# Directions for this task
There is one span to output from the data below: the lines starting at the line with "conn, &sample_hero(key, role)).await.unwrap();" and ending at the line with "let mut silver = asia_gold();". Output it exactly, ends included, nothing more.
+++ Given records
use chrono::{DateTime, Utc};
use sqlx::{FromRow, SqliteConnection};
use tracing::debug;

#[cfg(test)]
use crate::database::types::Role;

/// The non-hero part of a stat row's natural key.
#[derive(Debug, Clone, PartialEq, Eq, Hash, FromRow)]
pub struct StatDimensions {
    pub platform: String,
    pub gamemode: String,
    pub region: String,
    pub competitive_division: String,
}

#[derive(Debug, Clone, Copy, PartialEq, Default)]
pub struct StatValues {
    pub winrate: Option<f64>,
    pub pickrate: Option<f64>,
}

#[cfg(test)]
#[derive(Debug, Clone, PartialEq, FromRow)]
pub struct HeroStat {
    pub hero_key: String,
    #[sqlx(flatten)]
    pub dimensions: StatDimensions,
    pub winrate: Option<f64>,
    pub pickrate: Option<f64>,
    pub synced_at: DateTime<Utc>,
}

#[cfg(test)]
#[derive(Debug, Clone)]
pub struct StatFilter {
    pub dimensions: StatDimensions,
    pub role: Option<Role>,
}

pub async fn upsert_stat(
    conn: &mut SqliteConnection,
    hero_key: &str,
    dimensions: &StatDimensions,
    values: StatValues,
    synced_at: DateTime<Utc>,
) -> Result<(), sqlx::Error> {
    sqlx::query(
        r#"
            INSERT INTO hero_stats (
                hero_key,
                platform,
                gamemode,
                region,
                competitive_division,
                winrate,
                pickrate,
                synced_at
            )
            VALUES (?, ?, ?, ?, ?, ?, ?, ?)
            ON CONFLICT (hero_key, platform, gamemode, region, competitive_division) DO UPDATE SET
                winrate = excluded.winrate,
                pickrate = excluded.pickrate,
                synced_at = excluded.synced_at
        "#,
    )
    .bind(hero_key)
    .bind(&dimensions.platform)
    .bind(&dimensions.gamemode)
    .bind(&dimensions.region)
    .bind(&dimensions.competitive_division)
    .bind(values.winrate)
    .bind(values.pickrate)
    .bind(synced_at)
    .execute(conn)
    .await?;

    Ok(())
}

/// Upserts rows one by one and stops at the first failure; rows already
/// written stay written.
pub async fn upsert_stats(
    conn: &mut SqliteConnection,
    dimensions: &StatDimensions,
    rows: &[(String, StatValues)],
    synced_at: DateTime<Utc>,
) -> Result<usize, sqlx::Error> {
    let mut written = 0;
    for (hero_key, values) in rows {
        upsert_stat(&mut *conn, hero_key, dimensions, *values, synced_at).await?;
        written += 1;
    }

    debug!(
        platform = %dimensions.platform,
        gamemode = %dimensions.gamemode,
        region = %dimensions.region,
        division = %dimensions.competitive_division,
        written,
        "Upserted hero stats"
    );
    Ok(written)
}

#[cfg(test)]
pub async fn query_stats(
    conn: &mut SqliteConnection,
    filter: &StatFilter,
) -> Result<Vec<HeroStat>, sqlx::Error> {
    let rows: Vec<HeroStat> = sqlx::query_as(
        r#"
            SELECT
                s.hero_key,
                s.platform,
                s.gamemode,
                s.region,
                s.competitive_division,
                s.winrate,
                s.pickrate,
                s.synced_at
            FROM hero_stats s
            JOIN heroes h ON h.key = s.hero_key
            WHERE s.platform = ?1
              AND s.gamemode = ?2
              AND s.region = ?3
              AND s.competitive_division = ?4
              AND (?5 IS NULL OR h.role = ?5)
            ORDER BY s.winrate DESC, s.hero_key
        "#,
    )
    .bind(&filter.dimensions.platform)
    .bind(&filter.dimensions.gamemode)
    .bind(&filter.dimensions.region)
    .bind(&filter.dimensions.competitive_division)
    .bind(filter.role.map(Role::as_str))
    .fetch_all(conn)
    .await?;

    Ok(rows)
}

#[cfg(test)]
mod tests {
    use chrono::TimeZone;

    use super::*;
    use crate::database::{database_access, heroes_db};
    use crate::test_support::sample_hero;

    fn asia_gold() -> StatDimensions {
        StatDimensions {
            platform: "pc".into(),
            gamemode: "competitive".into(),
            region: "asia".into(),
            competitive_division: "gold".into(),
        }
    }

    fn values(winrate: f64, pickrate: f64) -> StatValues {
        StatValues {
            winrate: Some(winrate),
            pickrate: Some(pickrate),
        }
    }

    #[tokio::test]
    async fn repeated_upserts_converge_to_one_row_per_key() {
        let pool = database_access::memory_pool().await;
        let mut conn = pool.acquire().await.unwrap();
        heroes_db::upsert_hero(&mut conn, &sample_hero("ana", "support"))
            .await
            .unwrap();
        let synced_at = Utc.with_ymd_and_hms(2025, 3, 1, 6, 0, 0).unwrap();
        let rows = vec![("ana".to_string(), values(51.5, 12.0))];

        upsert_stats(&mut conn, &asia_gold(), &rows, synced_at).await.unwrap();
        let once = query_stats(&mut conn, &StatFilter { dimensions: asia_gold(), role: None })
            .await
            .unwrap();
        upsert_stats(&mut conn, &asia_gold(), &rows, synced_at).await.unwrap();
        let twice = query_stats(&mut conn, &StatFilter { dimensions: asia_gold(), role: None })
            .await
            .unwrap();

        assert_eq!(once, twice);
        assert_eq!(twice.len(), 1);
        assert_eq!(twice[0].winrate, Some(51.5));
        assert_eq!(twice[0].synced_at, synced_at);
    }

    #[tokio::test]
    async fn other_dimensions_and_missing_heroes_are_left_untouched() {
        let pool = database_access::memory_pool().await;
        let mut conn = pool.acquire().await.unwrap();
        for (key, role) in [("ana", "support"), ("dva", "tank")] {
            heroes_db::upsert_hero(&mut conn, &sample_hero(key, role)).await.unwrap();
        }
        let first = Utc.with_ymd_and_hms(2025, 3, 1, 3, 0, 0).unwrap();
        let second = Utc.with_ymd_and_hms(2025, 3, 1, 6, 0, 0).unwrap();
        let mut silver = asia_gold();
        silver.competitive_division = "silver".into();

        let both = vec![
            ("ana".to_string(), values(50.0, 10.0)),
            ("dva".to_string(), values(48.0, 9.0)),
        ];
        upsert_stats(&mut conn, &asia_gold(), &both, first).await.unwrap();
        upsert_stats(&mut conn, &silver, &both, first).await.unwrap();

        let only_ana = vec![(
            "ana".to_string(),
            StatValues {
                winrate: None,
                pickrate: Some(11.0),
            },
        )];
        upsert_stats(&mut conn, &asia_gold(), &only_ana, second).await.unwrap();

        let gold = query_stats(&mut conn, &StatFilter { dimensions: asia_gold(), role: None })
            .await
            .unwrap();
        let dva = gold.iter().find(|s| s.hero_key == "dva").unwrap();
        assert_eq!(dva.winrate, Some(48.0));
        assert_eq!(dva.synced_at, first);
        let ana = gold.iter().find(|s| s.hero_key == "ana").unwrap();
        assert_eq!(ana.winrate, None);
        assert_eq!(ana.pickrate, Some(11.0));
        assert_eq!(ana.synced_at, second);

        let silver_rows = query_stats(&mut conn, &StatFilter { dimensions: silver, role: None })
            .await
            .unwrap();
        assert!(silver_rows.iter().all(|s| s.synced_at == first));

        let tanks = query_stats(
            &mut conn,
            &StatFilter {
                dimensions: asia_gold(),
                role: Some(Role::Tank),
            },
        )
        .await
        .unwrap();
        assert_eq!(tanks.len(), 1);
        assert_eq!(tanks[0].hero_key, "dva");
    }
}
/// Alias for `format!()`
#[macro_export]
macro_rules! fmt {
    ($($arg:tt)*) => {
        format!($($arg)*)
    };
}
use chrono::{DateTime, Local, SecondsFormat, Utc};

pub fn local_date_yyyy_mm_dd() -> String {
    let now: DateTime<Local> = Local::now();
    now.format("%Y-%m-%d").to_string()
}

pub fn rfc3339_utc(dt: DateTime<Utc>) -> String {
    dt.to_rfc3339_opts(SecondsFormat::Secs, true)
}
++++++
# Reply to the exercise
            heroes_db::upsert_hero(&mut conn, &sample_hero(key, role)).await.unwrap();
        }
        let first = Utc.with_ymd_and_hms(2025, 3, 1, 3, 0, 0).unwrap();
        let second = Utc.with_ymd_and_hms(2025, 3, 1, 6, 0, 0).unwrap();
        let mut silver = asia_gold();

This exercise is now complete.